Hans-Jochem Witzke mahnte an, dass Vermietungen „nicht auf Augenhöhe“ stattfänden und bei jeder vierten Neuvermietung gegen die Mietpreisbremse verstoßen werde. Dementsprechend müsse die Stadt mehr Verantwortung übernehmen und die Mieter*innen besser unterstützen. Zudem wurde angemerkt, dass das Wirtschaftsstrafrecht verschärft werden müsse. Städte könnten zudem ein Mietenmonitoring einführen, das Verstöße direkt aufnehme und bearbeite. Auch andere Diskussionsteilnehmer*innen bestätigten das problematische Machtungleichgewicht, das einen Missbrauch des Mietrechts erleichtere. Insgesamt wurde die Mietpreisbremse jedoch als sinnvolles Instrument angesehen. Kritisiert wurde, dass die Festlegung angespannter Wohnungsmärkte durch das Land NRW zu kurz greife. Ein weiterer Schwerpunkt der Diskussion war die Bedeutung der städtischen Infrastruktur für die Attraktivität des Wohnens in der Innenstadt. Besonders die Anbindung des ländlichen Raums an urbane Zentren wurde als wichtiger Faktor hervorgehoben, um den Druck auf die städtischen Wohnungsmärkte zu mindern. Beispiele aus dem Umland von Köln zeigten, dass unzureichende Verkehrsanbindungen den Zuzug in Randgebiete erschwerten.

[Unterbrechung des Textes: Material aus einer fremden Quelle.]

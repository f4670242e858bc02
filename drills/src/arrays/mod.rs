//! Array exercises: hashing, two pointers, running extrema, prefix products.

pub mod greedy;
pub mod hashing;
pub mod prefix;
pub mod two_pointers;

pub use greedy::{max_product, max_profit, max_subarray};
pub use hashing::{contains_duplicate, longest_consecutive, two_sum};
pub use prefix::product_except_self;
pub use two_pointers::{max_area, three_sum};
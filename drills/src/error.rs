//! Error types shared across the crate.
//!
//! Containers only fail on bounds; emptiness is reported through `Option`.
//! The remaining enums cover input validation for the exercises that parse or
//! index into caller-supplied structure.

use thiserror::Error;

#[derive(Debug, Clone, PartialEq, Eq, Error)]
pub enum ContainerError {
    #[error("index {index} is out of bounds for length {len}")]
    OutOfBounds { index: usize, len: usize },
}

#[derive(Debug, Clone, PartialEq, Eq, Error)]
pub enum CodecError {
    #[error("missing `#` delimiter after length prefix starting at byte {0}")]
    MissingDelimiter(usize),
    #[error("invalid length prefix `{0}`")]
    InvalidLength(String),
    #[error("chunk of {len} bytes at byte {offset} runs past the end of the input")]
    Truncated { offset: usize, len: usize },
    #[error("chunk at byte {0} does not end on a character boundary")]
    SplitCharacter(usize),
    #[error("invalid node token `{0}`")]
    InvalidToken(String),
}

#[derive(Debug, Clone, PartialEq, Eq, Error)]
pub enum GraphError {
    #[error("edge ({from}, {to}) references a vertex outside 0..{vertices}")]
    VertexOutOfRange {
        from: usize,
        to: usize,
        vertices: usize,
    },
}

#[derive(Debug, Clone, PartialEq, Eq, Error)]
pub enum TreeBuildError {
    #[error("preorder has {preorder} values but inorder has {inorder}")]
    LengthMismatch { preorder: usize, inorder: usize },
    #[error("value {0} from preorder does not appear in the inorder slice")]
    MissingValue(i32),
    #[error("value {0} appears more than once in inorder")]
    DuplicateValue(i32),
}

#[derive(Debug, Clone, PartialEq, Eq, Error)]
pub enum ShapeError {
    #[error("row {row} has {found} columns, expected {expected}")]
    Ragged {
        row: usize,
        found: usize,
        expected: usize,
    },
    #[error("expected a square matrix, found {rows}x{cols}")]
    NotSquare { rows: usize, cols: usize },
}
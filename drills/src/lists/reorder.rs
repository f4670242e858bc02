use super::{len, List};

/// Reverse by relinking, O(1) extra space.
pub fn reverse(mut list: List) -> List {
    let mut prev: List = None;
    while let Some(mut node) = list {
        list = node.next.take();
        node.next = prev;
        prev = Some(node);
    }
    prev
}

/// Remove the `n`-th node counted from the end (1-based).
///
/// Out-of-range `n` (zero or past the head) leaves the list unchanged.
pub fn remove_nth_from_end(mut list: List, n: usize) -> List {
    let total = len(&list);
    if n == 0 || n > total {
        return list;
    }
    let mut link = &mut list;
    for _ in 0..total - n {
        match link {
            Some(node) => link = &mut node.next,
            None => break,
        }
    }
    if let Some(mut removed) = link.take() {
        *link = removed.next.take();
    }
    list
}

/// Reorder `l0 l1 … ln` into `l0 ln l1 ln-1 …` in place.
pub fn reorder(list: &mut List) {
    let total = len(list);
    if total < 3 {
        return;
    }
    // Split after the first ceil(total / 2) nodes.
    let mut link = &mut *list;
    for _ in 0..(total + 1) / 2 {
        match link {
            Some(node) => link = &mut node.next,
            None => break,
        }
    }
    let mut second = reverse(link.take());
    let mut first = list.take();

    let mut tail = &mut *list;
    loop {
        let Some(mut a) = first.take() else { break };
        first = a.next.take();
        tail = &mut tail.insert(a).next;
        let Some(mut b) = second.take() else { break };
        second = b.next.take();
        tail = &mut tail.insert(b).next;
    }
    *tail = first.or(second);
}
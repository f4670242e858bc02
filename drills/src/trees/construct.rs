//! Rebuild a tree from its preorder and inorder listings.
//!
//! Variables:
//!   pre    : preorder slice for the current subtree, root first
//!   in_lo  : start of the matching inorder window, of length |pre|
//!
//! Equations:
//!   mid       = pos_inorder(pre[0])
//!   left      = build(pre[1 ..= mid - in_lo],  in_lo)
//!   right     = build(pre[mid - in_lo + 1 ..], mid + 1)
//!
//! Values must be distinct: a repeated inorder value makes the split point
//! ambiguous and is rejected with `DuplicateValue`.

use std::collections::HashMap;

use crate::error::TreeBuildError;

use super::{Tree, TreeNode};

pub fn build_tree(preorder: &[i32], inorder: &[i32]) -> Result<Tree, TreeBuildError> {
    fn build(
        pre: &[i32],
        in_lo: usize,
        position: &HashMap<i32, usize>,
    ) -> Result<Tree, TreeBuildError> {
        let Some((&val, rest)) = pre.split_first() else {
            return Ok(None);
        };
        let mid = position
            .get(&val)
            .copied()
            .filter(|&mid| mid >= in_lo && mid < in_lo + pre.len())
            .ok_or(TreeBuildError::MissingValue(val))?;
        let (left, right) = rest.split_at(mid - in_lo);
        Ok(Some(Box::new(TreeNode {
            val,
            left: build(left, in_lo, position)?,
            right: build(right, mid + 1, position)?,
        })))
    }

    if preorder.len() != inorder.len() {
        return Err(TreeBuildError::LengthMismatch {
            preorder: preorder.len(),
            inorder: inorder.len(),
        });
    }
    let mut position: HashMap<i32, usize> = HashMap::with_capacity(inorder.len());
    for (i, &v) in inorder.iter().enumerate() {
        if position.insert(v, i).is_some() {
            return Err(TreeBuildError::DuplicateValue(v));
        }
    }
    build(preorder, 0, &position)
}

#[cfg(test)]
mod tests {
    use super::*;
    use crate::trees::{from_level_order, level_order};

    #[test]
    fn rebuilds_classic_example() {
        let tree = build_tree(&[3, 9, 20, 15, 7], &[9, 3, 15, 20, 7]).unwrap();
        let expected = from_level_order(&[Some(3), Some(9), Some(20), None, None, Some(15), Some(7)]);
        assert_eq!(tree, expected);
        assert_eq!(level_order(&tree), vec![vec![3], vec![9, 20], vec![15, 7]]);
    }

    #[test]
    fn empty_input_is_empty_tree() {
        assert_eq!(build_tree(&[], &[]), Ok(None));
    }

    #[test]
    fn inconsistent_listings_are_rejected() {
        assert_eq!(
            build_tree(&[1, 2], &[1]),
            Err(TreeBuildError::LengthMismatch { preorder: 2, inorder: 1 })
        );
        assert_eq!(build_tree(&[1, 2], &[1, 3]), Err(TreeBuildError::MissingValue(2)));
    }

    #[test]
    fn repeated_values_are_rejected() {
        assert_eq!(build_tree(&[1, 1], &[1, 1]), Err(TreeBuildError::DuplicateValue(1)));
        assert_eq!(build_tree(&[2, 1, 2], &[1, 2, 2]), Err(TreeBuildError::DuplicateValue(2)));
    }
}
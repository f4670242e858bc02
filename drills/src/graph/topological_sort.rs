//! Kahn's algorithm over an [`AdjList`], queue-driven.
//!
//! Equations:
//!   ready   = { v | in_degree(v) = 0 }
//!   pop u:  order.push(u);  for v in adj[u]: in_degree(v) -= 1, ready if 0
//!   acyclic iff |order| == V

use crate::data_structures::Queue;
use crate::error::GraphError;

use super::adj_list::AdjList;

/// A topological order of `graph`, or `None` if it has a cycle.
pub fn topological_order(graph: &AdjList) -> Option<Vec<usize>> {
    let mut indegree = graph.in_degrees();

    let mut queue = Queue::new();
    for (v, &d) in indegree.iter().enumerate() {
        if d == 0 {
            queue.enqueue(v);
        }
    }

    let mut order = Vec::with_capacity(graph.vertex_count());
    while let Some(u) = queue.dequeue() {
        order.push(u);
        for &v in graph.neighbours(u) {
            indegree[v] -= 1;
            if indegree[v] == 0 {
                queue.enqueue(v);
            }
        }
    }
    (order.len() == graph.vertex_count()).then_some(order)
}

/// Whether every course can be taken, given `(course, prerequisite)` pairs.
pub fn can_finish(num_courses: usize, prerequisites: &[(usize, usize)]) -> Result<bool, GraphError> {
    let mut graph = AdjList::new(num_courses);
    for &(course, before) in prerequisites {
        graph.add_edge(before, course)?;
    }
    Ok(topological_order(&graph).is_some())
}
//! Palindrome checks by centre expansion.
//!
//! Equations:
//!   centres: 2n - 1 (each char, each gap)
//!   expand(l, r): while s[l] == s[r] { l -= 1; r += 1 }      O(n) per centre
//!   palindromes at a centre = ceil(width / 2) of its widest window

/// Two-pointer check over Unicode alphanumeric characters, compared after
/// full lowercase folding (`char::to_lowercase`).
pub fn is_palindrome(s: &str) -> bool {
    let mut kept = s
        .chars()
        .filter(|c| c.is_alphanumeric())
        .flat_map(char::to_lowercase);
    loop {
        match (kept.next(), kept.next_back()) {
            (Some(a), Some(b)) if a != b => return false,
            (Some(_), Some(_)) => {}
            _ => return true,
        }
    }
}

/// Longest palindromic substring; the earliest wins among equal lengths.
pub fn longest_palindrome(s: &str) -> String {
    let chars: Vec<char> = s.chars().collect();
    let mut best = (0, 0);
    for centre in 0..chars.len() {
        for (l, r) in [(centre, centre), (centre, centre + 1)] {
            if let Some((lo, hi)) = expand(&chars, l, r) {
                if hi - lo > best.1 - best.0 {
                    best = (lo, hi);
                }
            }
        }
    }
    chars.get(best.0..best.1).map(|w| w.iter().collect()).unwrap_or_default()
}

/// Number of palindromic substrings, counted by position.
pub fn count_substrings(s: &str) -> usize {
    let chars: Vec<char> = s.chars().collect();
    let mut count = 0;
    for centre in 0..chars.len() {
        for (l, r) in [(centre, centre), (centre, centre + 1)] {
            if let Some((lo, hi)) = expand(&chars, l, r) {
                count += (hi - lo + 1) / 2;
            }
        }
    }
    count
}

/// Grow the window `[l, r]` while it stays a palindrome. Returns the widest
/// half-open range reached, or `None` if `[l, r]` itself isn't one.
fn expand(chars: &[char], mut l: usize, mut r: usize) -> Option<(usize, usize)> {
    let mut widest = None;
    while r < chars.len() && chars[l] == chars[r] {
        widest = Some((l, r + 1));
        if l == 0 {
            break;
        }
        l -= 1;
        r += 1;
    }
    widest
}

#[cfg(test)]
mod tests {
    use super::*;

    #[test]
    fn sentence_palindromes() {
        assert!(is_palindrome("A man, a plan, a canal: Panama"));
        assert!(!is_palindrome("race a car"));
        assert!(is_palindrome(" "));
    }

    #[test]
    fn longest_from_either_centre() {
        assert_eq!(longest_palindrome("babad"), "bab");
        assert_eq!(longest_palindrome("cbbd"), "bb");
        assert_eq!(longest_palindrome(""), "");
    }

    #[test]
    fn counts_overlapping() {
        assert_eq!(count_substrings("abc"), 3);
        assert_eq!(count_substrings("aaa"), 6);
    }
}
//! Single-pass running-extremum scans.
//!
//! Inputs are `i32`; sums and differences are widened to `i64`, where they
//! cannot overflow. Products saturate at the `i64` bounds.
//!
//! Equations:
//!   max_profit   = max_j ( p[j] - min_{i<=j} p[i] )
//!   max_subarray : cur' = max(x, cur + x),  best' = max(best, cur')
//!   max_product  : x < 0 => swap(hi, lo)
//!                  hi' = max(x, hi*x),  lo' = min(x, lo*x)

/// Best single buy-then-sell profit; zero when prices never rise.
pub fn max_profit(prices: &[i32]) -> i64 {
    let Some(&first) = prices.first() else {
        return 0;
    };
    let mut min_price = i64::from(first);
    let mut best = 0;
    for &p in &prices[1..] {
        let p = i64::from(p);
        if p < min_price {
            min_price = p;
        } else {
            best = best.max(p - min_price);
        }
    }
    best
}

/// Largest sum of a non-empty contiguous run (Kadane).
pub fn max_subarray(nums: &[i32]) -> Option<i64> {
    let (&first, rest) = nums.split_first()?;
    let mut cur = i64::from(first);
    let mut best = cur;
    for &x in rest {
        let x = i64::from(x);
        cur = x.max(cur.saturating_add(x));
        best = best.max(cur);
    }
    Some(best)
}

/// Largest product of a non-empty contiguous run, saturating at `i64::MAX`.
pub fn max_product(nums: &[i32]) -> Option<i64> {
    let (&first, rest) = nums.split_first()?;
    let first = i64::from(first);
    let (mut hi, mut lo, mut best) = (first, first, first);
    for &x in rest {
        let x = i64::from(x);
        if x < 0 {
            std::mem::swap(&mut hi, &mut lo);
        }
        hi = x.max(hi.saturating_mul(x));
        lo = x.min(lo.saturating_mul(x));
        best = best.max(hi);
    }
    Some(best)
}

#[cfg(test)]
mod tests {
    use super::*;

    #[test]
    fn extreme_prices_do_not_overflow() {
        assert_eq!(max_profit(&[i32::MIN, i32::MAX]), i64::from(u32::MAX));
        assert_eq!(max_subarray(&[i32::MAX, i32::MAX]), Some(2 * i64::from(i32::MAX)));
    }

    #[test]
    fn long_products_saturate() {
        assert_eq!(max_product(&[100_000, 100_000]), Some(10_000_000_000));
        assert_eq!(max_product(&[i32::MAX; 4]), Some(i64::MAX));
        assert_eq!(max_product(&[i32::MIN, i32::MIN, i32::MIN, -1]), Some(i64::MAX));
    }
}
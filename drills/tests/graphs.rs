use drills::error::GraphError;
use drills::graph::{
    alien_order, can_finish, clone_graph, count_components, num_islands, pacific_atlantic, topological_order, valid_tree,
    AdjList, UnionFind, ValueGraph,
};

fn grid(rows: &[&str]) -> Vec<Vec<char>> {
    rows.iter().map(|r| r.chars().collect()).collect()
}

#[test]
fn topological_order_respects_every_edge() {
    let edges = [(5, 2), (5, 0), (4, 0), (4, 1), (2, 3), (3, 1)];
    let graph = AdjList::from_edges(6, &edges).unwrap();
    let order = topological_order(&graph).expect("acyclic");
    let pos = |v: usize| order.iter().position(|&x| x == v).unwrap();
    for (u, v) in edges {
        assert!(pos(u) < pos(v), "{u} must precede {v} in {order:?}");
    }
}

#[test]
fn course_schedule() {
    assert_eq!(can_finish(2, &[(1, 0)]), Ok(true));
    assert_eq!(can_finish(2, &[(1, 0), (0, 1)]), Ok(false));
    assert_eq!(can_finish(0, &[]), Ok(true));
    assert_eq!(
        can_finish(2, &[(2, 0)]),
        Err(GraphError::VertexOutOfRange { from: 0, to: 2, vertices: 2 })
    );
}

#[test]
fn alien_dictionary() {
    assert_eq!(alien_order(&["wrt", "wrf", "er", "ett", "rftt"]).as_deref(), Some("wertf"));
    assert_eq!(alien_order(&["z", "x"]).as_deref(), Some("zx"));
    assert_eq!(alien_order(&["z", "x", "z"]), None);
    assert_eq!(alien_order(&["abc", "ab"]), None);
    assert_eq!(alien_order(&["ab", "abc"]).as_deref(), Some("abc"));
}

#[test]
fn union_find_tracks_sets() {
    let mut uf = UnionFind::new(5);
    assert_eq!(uf.sets(), 5);
    assert!(uf.union(0, 1));
    assert!(uf.union(3, 4));
    assert!(!uf.union(1, 0));
    assert_eq!(uf.find(1), uf.find(0));
    assert_ne!(uf.find(0), uf.find(3));
    assert_eq!(uf.sets(), 3);
    assert_eq!(uf.len(), 5);
}

#[test]
fn tree_and_component_counts() {
    assert_eq!(valid_tree(5, &[(0, 1), (0, 2), (0, 3), (1, 4)]), Ok(true));
    assert_eq!(valid_tree(5, &[(0, 1), (1, 2), (2, 3), (1, 3), (1, 4)]), Ok(false));
    assert_eq!(valid_tree(4, &[(0, 1), (2, 3), (1, 0)]), Ok(false));
    assert_eq!(valid_tree(1, &[]), Ok(true));
    assert_eq!(valid_tree(0, &[]), Ok(false));
    assert_eq!(count_components(5, &[(0, 1), (1, 2), (3, 4)]), Ok(2));
    assert_eq!(count_components(3, &[]), Ok(3));
    assert!(count_components(2, &[(0, 5)]).is_err());
}

#[test]
fn islands_are_four_connected() {
    let map = grid(&["11000", "11000", "00100", "00011"]);
    assert_eq!(num_islands(&map), 3);
    assert_eq!(num_islands(&grid(&["101", "010", "101"])), 5);
    assert_eq!(num_islands(&[]), 0);
}

#[test]
fn water_reaching_both_oceans() {
    let heights = vec![
        vec![1, 2, 2, 3, 5],
        vec![3, 2, 3, 4, 4],
        vec![2, 4, 5, 3, 1],
        vec![6, 7, 1, 4, 5],
        vec![5, 1, 1, 2, 4],
    ];
    assert_eq!(
        pacific_atlantic(&heights).unwrap(),
        vec![(0, 4), (1, 3), (1, 4), (2, 2), (3, 0), (3, 1), (4, 0)]
    );
    assert_eq!(pacific_atlantic(&[vec![7]]).unwrap(), vec![(0, 0)]);
    assert!(pacific_atlantic(&[vec![1, 2], vec![3]]).is_err());
}

#[test]
fn cloned_graph_is_isomorphic_and_independent() {
    let mut g = ValueGraph::new();
    let ids: Vec<usize> = (1..=4).map(|v| g.add_node(v)).collect();
    for (a, b) in [(0, 1), (1, 2), (2, 3), (3, 0)] {
        g.connect(ids[a], ids[b]).unwrap();
    }
    let extra = g.add_node(99);

    let copy = clone_graph(&g, ids[0]).expect("start exists");
    assert_eq!(copy.len(), 4, "unreachable node {extra} must not be copied");
    assert_eq!(copy.value(0), Some(1));
    for node in 0..copy.len() {
        let degree = copy.neighbours(node).len();
        assert_eq!(degree, 2, "node {node} in a 4-cycle has two neighbours");
        for &nb in copy.neighbours(node) {
            assert!(copy.neighbours(nb).contains(&node));
        }
    }
    assert!(clone_graph(&g, 42).is_none());
}
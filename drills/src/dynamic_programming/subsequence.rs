use crate::searching::lower_bound;

/// Length of the longest strictly increasing subsequence, O(N log N).
///
/// `tails[k]` holds the smallest tail of any increasing run of length k+1.
pub fn length_of_lis(nums: &[i32]) -> usize {
    let mut tails: Vec<i32> = Vec::with_capacity(nums.len());
    for &x in nums {
        let at = lower_bound(&tails, &x);
        if at == tails.len() {
            tails.push(x);
        } else {
            tails[at] = x;
        }
    }
    tails.len()
}
pub mod anagram;
pub mod encoding;
pub mod palindrome;
pub mod parentheses;
pub mod sliding_window;
pub mod trie;

pub use anagram::{group_anagrams, is_anagram};
pub use encoding::{decode, encode};
pub use palindrome::{count_substrings, is_palindrome, longest_palindrome};
pub use parentheses::is_valid_parentheses;
pub use sliding_window::{character_replacement, length_of_longest_substring, min_window};
pub use trie::Trie;
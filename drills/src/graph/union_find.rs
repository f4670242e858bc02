//! Disjoint-set forest with path compression and union by size.
//!
//! Variables:
//!   parent[x] : representative link, parent[r] = r for roots
//!   size[r]   : number of members under root r
//!   sets      : number of disjoint sets
//!
//! Equations:
//!   find(x):     follow parent to root r, then point every visited x at r
//!   union(a,b):  find(a) == find(b)  =>  false
//!                else attach smaller root under larger,  sets' = sets - 1

use crate::error::GraphError;

use super::adj_list::check_edge;

#[derive(Debug, Clone)]
pub struct UnionFind {
    parent: Vec<usize>,
    size: Vec<usize>,
    sets: usize,
}

impl UnionFind {
    pub fn new(n: usize) -> Self {
        Self {
            parent: (0..n).collect(),
            size: vec![1; n],
            sets: n,
        }
    }

    pub fn find(&mut self, mut x: usize) -> usize {
        let mut root = x;
        while self.parent[root] != root {
            root = self.parent[root];
        }
        while self.parent[x] != root {
            let next = self.parent[x];
            self.parent[x] = root;
            x = next;
        }
        root
    }

    /// Merge the sets holding `a` and `b`; `false` if already merged.
    pub fn union(&mut self, a: usize, b: usize) -> bool {
        let (mut ra, mut rb) = (self.find(a), self.find(b));
        if ra == rb {
            return false;
        }
        if self.size[ra] < self.size[rb] {
            std::mem::swap(&mut ra, &mut rb);
        }
        self.parent[rb] = ra;
        self.size[ra] += self.size[rb];
        self.sets -= 1;
        true
    }

    pub fn sets(&self) -> usize {
        self.sets
    }

    pub fn len(&self) -> usize {
        self.parent.len()
    }

    pub fn is_empty(&self) -> bool {
        self.parent.is_empty()
    }
}

/// Whether the undirected `edges` over `n` vertices form a single tree.
///
/// Zero vertices is not a tree.
pub fn valid_tree(n: usize, edges: &[(usize, usize)]) -> Result<bool, GraphError> {
    for &(a, b) in edges {
        check_edge(a, b, n)?;
    }
    if n == 0 || edges.len() != n - 1 {
        return Ok(false);
    }
    let mut uf = UnionFind::new(n);
    Ok(edges.iter().all(|&(a, b)| uf.union(a, b)))
}

/// Number of connected components of the undirected graph.
pub fn count_components(n: usize, edges: &[(usize, usize)]) -> Result<usize, GraphError> {
    let mut uf = UnionFind::new(n);
    for &(a, b) in edges {
        check_edge(a, b, n)?;
        uf.union(a, b);
    }
    Ok(uf.sets())
}
//! Bitwise exercises.
//!
//! Equations:
//!   a + b        = (a ^ b) + ((a & b) << 1)        repeated until carry = 0
//!   n & (n - 1)  clears the lowest set bit
//!   bits(i)      = bits(i >> 1) + (i & 1)
//!   missing(xs)  = (0 ^ 1 ^ ... ^ n) ^ xs[0] ^ ... ^ xs[n-1]

/// Two's-complement addition without `+`.
pub fn get_sum(a: i32, b: i32) -> i32 {
    let (mut a, mut b) = (a as u32, b as u32);
    while b != 0 {
        let carry = a & b;
        a ^= b;
        b = carry << 1;
    }
    a as i32
}

/// Number of set bits.
pub fn hamming_weight(mut n: u32) -> u32 {
    let mut count = 0;
    while n != 0 {
        n &= n - 1;
        count += 1;
    }
    count
}

/// Set-bit counts for every value in `0..=n`.
pub fn count_bits(n: usize) -> Vec<u32> {
    let mut out = vec![0u32; n + 1];
    for i in 1..=n {
        out[i] = out[i >> 1] + (i & 1) as u32;
    }
    out
}

/// The one value of `0..=nums.len()` absent from `nums`.
pub fn missing_number(nums: &[usize]) -> usize {
    nums.iter()
        .enumerate()
        .fold(nums.len(), |acc, (i, &n)| acc ^ i ^ n)
}

pub fn reverse_bits(mut n: u32) -> u32 {
    let mut out = 0;
    for _ in 0..32 {
        out = (out << 1) | (n & 1);
        n >>= 1;
    }
    out
}
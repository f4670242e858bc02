//! Singly-linked list exercises over boxed nodes.
//!
//! `List` is the head link: `None` for the empty list. Every node is owned by
//! its predecessor, so these lists are acyclic by construction; cycle
//! detection works on a successor table instead (see [`cycle`]).

pub mod cycle;
pub mod merge;
pub mod reorder;

pub use cycle::has_cycle;
pub use merge::{merge_k, merge_two};
pub use reorder::{remove_nth_from_end, reorder, reverse};

#[derive(Debug, Clone, PartialEq, Eq)]
pub struct ListNode {
    pub val: i32,
    pub next: List,
}

pub type List = Option<Box<ListNode>>;

impl ListNode {
    pub fn new(val: i32) -> Self {
        Self { val, next: None }
    }
}

impl Drop for ListNode {
    fn drop(&mut self) {
        // Unlink the tail one node at a time so long chains don't recurse.
        let mut next = self.next.take();
        while let Some(mut node) = next {
            next = node.next.take();
        }
    }
}

pub fn from_slice(vals: &[i32]) -> List {
    vals.iter().rev().fold(None, |next, &val| Some(Box::new(ListNode { val, next })))
}

pub fn to_vec(list: &List) -> Vec<i32> {
    let mut out = Vec::new();
    let mut cur = list.as_deref();
    while let Some(node) = cur {
        out.push(node.val);
        cur = node.next.as_deref();
    }
    out
}

pub fn len(list: &List) -> usize {
    let mut n = 0;
    let mut cur = list.as_deref();
    while let Some(node) = cur {
        n += 1;
        cur = node.next.as_deref();
    }
    n
}
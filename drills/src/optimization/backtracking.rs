use crate::data_structures::ArrayList;

/// Every multiset of `candidates` (reuse allowed) summing to `target`.
///
/// Combinations list candidates in input-index order and a repeated candidate
/// value is only tried at its first index, so each multiset appears once.
/// Non-positive candidates are skipped; a zero target yields the single empty
/// combination.
pub fn combination_sum(candidates: &[i32], target: i32) -> Vec<Vec<i32>> {
    fn backtrack(
        candidates: &[i32],
        start: usize,
        remaining: i32,
        path: &mut ArrayList<i32>,
        result: &mut Vec<Vec<i32>>,
    ) {
        if remaining == 0 {
            result.push(path.as_slice().to_vec());
            return;
        }
        for i in start..candidates.len() {
            let c = candidates[i];
            if c <= 0 || c > remaining || candidates[..i].contains(&c) {
                continue;
            }
            path.push(c);
            backtrack(candidates, i, remaining - c, path, result);
            path.pop();
        }
    }

    let mut result = Vec::new();
    backtrack(candidates, 0, target, &mut ArrayList::new(), &mut result);
    result
}
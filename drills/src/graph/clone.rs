//! Deep copy of a value-carrying graph.
//!
//! Nodes live in an arena and refer to each other by index, so cyclic
//! neighbour relations need no shared ownership.

use crate::data_structures::Stack;
use crate::error::GraphError;

use super::adj_list::AdjList;

#[derive(Debug, Clone, PartialEq, Eq, Default)]
pub struct ValueGraph {
    vals: Vec<i32>,
    adj: AdjList,
}

impl ValueGraph {
    pub fn new() -> Self {
        Self::default()
    }

    pub fn add_node(&mut self, val: i32) -> usize {
        self.vals.push(val);
        self.adj.add_vertex()
    }

    /// Link `a` and `b` in both directions.
    pub fn connect(&mut self, a: usize, b: usize) -> Result<(), GraphError> {
        self.adj.add_undirected(a, b)
    }

    pub fn value(&self, node: usize) -> Option<i32> {
        self.vals.get(node).copied()
    }

    pub fn neighbours(&self, node: usize) -> &[usize] {
        self.adj.neighbours(node)
    }

    pub fn len(&self) -> usize {
        self.vals.len()
    }

    pub fn is_empty(&self) -> bool {
        self.vals.is_empty()
    }
}

/// Copy the component reachable from `start`.
///
/// Nodes are renumbered in discovery order, `start` becoming node 0, and
/// every neighbour list keeps its original order. `None` if `start` is not a
/// node of `graph`.
pub fn clone_graph(graph: &ValueGraph, start: usize) -> Option<ValueGraph> {
    let mut copy = ValueGraph::new();
    let mut mapped: Vec<Option<usize>> = vec![None; graph.len()];
    let mut stack = Stack::new();

    *mapped.get_mut(start)? = Some(copy.add_node(graph.value(start)?));
    stack.push(start);

    while let Some(old) = stack.pop() {
        let new = mapped[old]?;
        for &nb in graph.neighbours(old) {
            let nb_new = match mapped[nb] {
                Some(id) => id,
                None => {
                    let id = copy.add_node(graph.value(nb)?);
                    mapped[nb] = Some(id);
                    stack.push(nb);
                    id
                }
            };
            copy.adj.add_edge(new, nb_new).ok()?;
        }
    }
    Some(copy)
}
//! Binary-search-tree queries.
//!
//! BST order here is strict: left subtree < node < right subtree.

use crate::data_structures::Stack;

use super::{Tree, TreeNode};

pub fn is_valid_bst(tree: &Tree) -> bool {
    fn within(node: Option<&TreeNode>, low: Option<i32>, high: Option<i32>) -> bool {
        let Some(n) = node else {
            return true;
        };
        if low.is_some_and(|lo| n.val <= lo) || high.is_some_and(|hi| n.val >= hi) {
            return false;
        }
        within(n.left.as_deref(), low, Some(n.val)) && within(n.right.as_deref(), Some(n.val), high)
    }

    within(tree.as_deref(), None, None)
}

/// 1-based `k`-th smallest value by iterative in-order walk.
pub fn kth_smallest(tree: &Tree, k: usize) -> Option<i32> {
    let mut stack: Stack<&TreeNode> = Stack::new();
    let mut cur = tree.as_deref();
    let mut seen = 0;
    loop {
        while let Some(node) = cur {
            stack.push(node);
            cur = node.left.as_deref();
        }
        let node = stack.pop()?;
        seen += 1;
        if seen == k {
            return Some(node.val);
        }
        cur = node.right.as_deref();
    }
}

/// Value of the deepest node whose subtree holds both `p` and `q`, found by
/// descending while both lie on the same side.
///
/// The values are not required to be present; the split point is returned
/// either way.
pub fn lowest_common_ancestor(tree: &Tree, p: i32, q: i32) -> Option<i32> {
    let mut cur = tree.as_deref();
    while let Some(node) = cur {
        cur = if p < node.val && q < node.val {
            node.left.as_deref()
        } else if p > node.val && q > node.val {
            node.right.as_deref()
        } else {
            return Some(node.val);
        };
    }
    None
}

Abschließend wurde festgehalten, dass die Zukunft des Wohnens in der Innenstadt durch eine engere Verzahnung von kommunaler Politik, Wohnungswirtschaft und Eigentümer*innen gestaltet werden müsse. Konzepte zur Schaffung von Wohnraum und zur Reduktion von Leerständen müssten langfristig verfolgt und durch die Zusammenarbeit aller Beteiligten umgesetzt werden. Christiane Marks betonte abschließend, dass es unerlässlich sei, innovative Lösungsansätze zu fördern und die Stadtentwicklung mit Mut und Kooperation voranzutreiben. Die Veranstaltung endete mit einem Aufruf zur weiteren Vernetzung und dem Hinweis auf zukünftige Netzwerkveranstaltungen.